A Framework for Simultaneously Measuring Field Densities and the High-z Luminosity Function

TL;DR

This paper presents a new framework that combines measurements of galaxy densities and the high-redshift luminosity function, enabling precise mapping of cosmic structures and galaxy populations at z > 6 with upcoming JWST surveys.

Contribution

It introduces a novel inference framework that simultaneously measures large-scale matter densities and the high-z UV luminosity function, improving analysis of cosmic variance effects.

Findings

JWST can constrain matter densities to Poisson noise limits.

Over-dense and under-dense regions can be identified on tens of Mpc scales.

Luminosity function measurements at z=12 will be comparable or better than current z=8 results.

Abstract

Cosmic variance from large-scale structure will be a major source of uncertainty for galaxy surveys at z > 6, but that same structure will also provide an opportunity to identify and study dense environments in the early Universe.
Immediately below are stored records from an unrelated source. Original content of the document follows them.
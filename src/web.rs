/* HTTP publisher: keeps the last-seen record per device key and serves
 * it as text, JSON, or a Prometheus-style exposition under /metrics.
 * Unknown paths fall through to a small embedded dashboard. */

use std::collections::{BTreeMap, HashMap};
use std::sync::Arc;

use axum::Router;
use axum::extract::{Query, State};
use axum::http::{StatusCode, Uri, header};
use axum::response::{IntoResponse, Response};
use axum::routing::get;
use chrono::{Local, SecondsFormat};
use tokio::sync::{RwLock, watch};
use tracing::{debug, error, info};

use crate::fields::Record;

const INDEX_HTML: &str = include_str!("../assets/index.html");
const STYLE_CSS: &str = include_str!("../assets/style.css");

const TEXT_PLAIN: &str = "text/plain; charset=UTF-8";

struct Page {
    /* The device key, used as the `source` label in /metrics. */
    source: String,
    /* Pre-formatted value+unit strings for the text and JSON views. */
    display: BTreeMap<String, String>,
    /* Numeric values retained for the metrics exposition. */
    raw: BTreeMap<String, f64>,
}

struct WebState {
    root: String,
    pages: RwLock<HashMap<String, Page>>,
}

#[derive(Clone)]
pub struct WebServer {
    state: Arc<WebState>,
}

impl WebServer {
    pub fn new(root: &str) -> WebServer {
        let mut root = if root.is_empty() { "/".to_string() } else { root.to_string() };
        if !root.starts_with('/') {
            root.insert(0, '/');
        }
        if !root.ends_with('/') {
            root.push('/');
        }
        WebServer {
            state: Arc::new(WebState {
                root,
                pages: RwLock::new(HashMap::new()),
            }),
        }
    }

    /* Replace (or with `None`, drop) the page for one device key. Both
     * maps are swapped under one write lock so readers never observe a
     * half-updated page. */
    pub async fn publish(&self, key: &str, record: Option<&Record>) {
        let path = format!("{}{}", self.state.root, key);
        let Some(record) = record else {
            self.state.pages.write().await.remove(&path);
            return;
        };

        let mut display = BTreeMap::new();
        let mut raw = BTreeMap::new();
        for field in record.fields() {
            display.insert(
                field.info.name.clone(),
                format!("{}{}", field.value, field.info.unit),
            );
            if let Some(v) = field.value.as_f64() {
                raw.insert(field.info.name.clone(), v);
            }
        }
        display.insert(
            "last_updated".to_string(),
            Local::now().to_rfc3339_opts(SecondsFormat::Nanos, false),
        );

        let page = Page {
            source: key.to_string(),
            display,
            raw,
        };
        self.state.pages.write().await.insert(path.clone(), page);
        debug!(url = %path, "published to web");
    }

    /* Serve until the shutdown signal fires. */
    pub async fn serve(
        self,
        address: &str,
        mut shutdown: watch::Receiver<bool>,
    ) -> std::io::Result<()> {
        let app = Router::new()
            .route("/metrics", get(metrics_handler))
            .fallback(get(page_handler))
            .with_state(Arc::clone(&self.state));
        let listener = tokio::net::TcpListener::bind(address).await?;
        info!("listening on {}", listener.local_addr()?);
        axum::serve(listener, app)
            .with_graceful_shutdown(async move {
                let _ = shutdown.changed().await;
            })
            .await
    }

    /* Spawn the accept loop on the runtime; errors end up in the log,
     * never in the poller. */
    pub fn start(&self, address: String, shutdown: watch::Receiver<bool>) {
        let server = self.clone();
        tokio::spawn(async move {
            if let Err(e) = server.serve(&address, shutdown).await {
                error!(%address, error = %e, "web server failed");
            }
        });
    }
}

async fn page_handler(
    State(state): State<Arc<WebState>>,
    uri: Uri,
    Query(params): Query<HashMap<String, String>>,
) -> Response {
    let path = uri.path().to_string();
    let pages = state.pages.read().await;
    let Some(page) = pages.get(&path) else {
        drop(pages);
        return static_asset(&path);
    };

    let filter: Option<Vec<&str>> = params
        .get("fields")
        .filter(|f| !f.is_empty())
        .map(|f| f.split(',').collect());
    let entries: Vec<(&String, &String)> = page
        .display
        .iter()
        .filter(|(name, _)| {
            filter
                .as_ref()
                .is_none_or(|names| names.contains(&name.as_str()))
        })
        .collect();

    if params.get("format").map(String::as_str) == Some("json") {
        let map: BTreeMap<&str, &str> = entries
            .iter()
            .map(|(k, v)| (k.as_str(), v.as_str()))
            .collect();
        let body = match serde_json::to_string(&map) {
            Ok(body) => body,
            Err(e) => {
                error!(%path, error = %e, "error formatting json");
                return (StatusCode::INTERNAL_SERVER_ERROR, "500 server error").into_response();
            }
        };
        return ([(header::CONTENT_TYPE, "application/json")], body).into_response();
    }

    let mut body = String::new();
    for (name, value) in entries {
        body.push_str(name);
        body.push_str(": ");
        body.push_str(value);
        body.push('\n');
    }
    debug!(url = %path, "served from web");
    ([(header::CONTENT_TYPE, TEXT_PLAIN)], body).into_response()
}

async fn metrics_handler(State(state): State<Arc<WebState>>) -> Response {
    let pages = state.pages.read().await;
    let body = metrics_exposition(pages.values());
    ([(header::CONTENT_TYPE, TEXT_PLAIN)], body).into_response()
}

fn metrics_exposition<'a>(pages: impl Iterator<Item = &'a Page>) -> String {
    let mut body = String::new();
    for page in pages {
        for (name, value) in &page.raw {
            body.push_str(&format!(
                "wombatt_{}{{source=\"{}\"}} {}\n",
                metric_name(name),
                page.source,
                value
            ));
        }
    }
    body
}

/* "Grid Side Voltage L1-N" -> "grid_side_voltage_l1_n" */
fn metric_name(name: &str) -> String {
    name.chars()
        .map(|c| {
            if c.is_ascii_alphanumeric() {
                c.to_ascii_lowercase()
            } else {
                '_'
            }
        })
        .collect()
}

fn static_asset(path: &str) -> Response {
    match path {
        "/" | "/index.html" => ([(header::CONTENT_TYPE, "text/html")], INDEX_HTML).into_response(),
        "/style.css" => ([(header::CONTENT_TYPE, "text/css")], STYLE_CSS).into_response(),
        _ => (StatusCode::NOT_FOUND, "404 page not found").into_response(),
    }
}

#[cfg(test)]
mod tests {
    use super::*;
    use crate::fields::{RawValue, i16_field, str_field, u16_field};

    fn sample_record() -> Record {
        let mut rec = Record::empty();
        rec.push(
            u16_field("Voltage").unit("V").multiplier(0.01),
            RawValue::Uint(5320),
        );
        rec.push(i16_field("Current").unit("A"), RawValue::Int(10));
        rec.push(str_field("Status"), RawValue::Text("OK".into()));
        rec
    }

    #[tokio::test]
    async fn publish_builds_both_views() {
        let server = WebServer::new("/battery");
        server.publish("1", Some(&sample_record())).await;

        let pages = server.state.pages.read().await;
        let page = pages.get("/battery/1").unwrap();
        assert_eq!(page.display.get("Voltage").unwrap(), "53.2V");
        assert_eq!(page.display.get("Current").unwrap(), "10A");
        assert_eq!(page.display.get("Status").unwrap(), "OK");
        assert!(page.display.contains_key("last_updated"));
        assert_eq!(page.raw.get("Voltage"), Some(&53.2));
        assert_eq!(page.raw.get("Current"), Some(&10.0));
        assert!(!page.raw.contains_key("Status"));
    }

    #[tokio::test]
    async fn metrics_skip_non_numeric_fields() {
        let server = WebServer::new("/battery");
        server.publish("1", Some(&sample_record())).await;

        let pages = server.state.pages.read().await;
        let body = metrics_exposition(pages.values());
        assert!(body.contains("wombatt_voltage{source=\"1\"} 53.2"));
        assert!(body.contains("wombatt_current{source=\"1\"} 10"));
        assert!(!body.lines().any(|l| l.starts_with("wombatt_status")));
    }

    #[tokio::test]
    async fn publish_none_deletes_the_page() {
        let server = WebServer::new("/battery");
        server.publish("1", Some(&sample_record())).await;
        server.publish("1", None).await;
        assert!(server.state.pages.read().await.is_empty());
    }

    #[test]
    fn metric_names_are_snake_case() {
        assert_eq!(metric_name("Grid Side Voltage L1-N"), "grid_side_voltage_l1_n");
        assert_eq!(metric_name("battery_voltage"), "battery_voltage");
        assert_eq!(metric_name("Daily PV Power"), "daily_pv_power");
    }

    #[test]
    fn root_normalization() {
        assert_eq!(WebServer::new("").state.root, "/");
        assert_eq!(WebServer::new("/battery").state.root, "/battery/");
        assert_eq!(WebServer::new("inverter/").state.root, "/inverter/");
    }
}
Using a robust model for galaxy clustering, we directly incorporate large-scale densities into an inference framework that simultaneously measures the high-z (z > 6) UV luminosity function and the average matter density of each distinct volume in a survey. Through this framework, we forecast the performance of several major upcoming James Webb Space Telescope (JWST) galaxy surveys. We find that they can constrain field matter densities down to the theoretical limit imposed by Poisson noise and unambiguously identify over-dense (and under-dense) regions on transverse scales of tens of comoving Mpc. We also predict JWST will measure the luminosity function with a precision at z = 12 comparable to existing Hubble Space Telescope's constraints at z = 8 (and even better for the faint-end slope). We also find that wide-field surveys are especially important in distinguishing luminosity function models.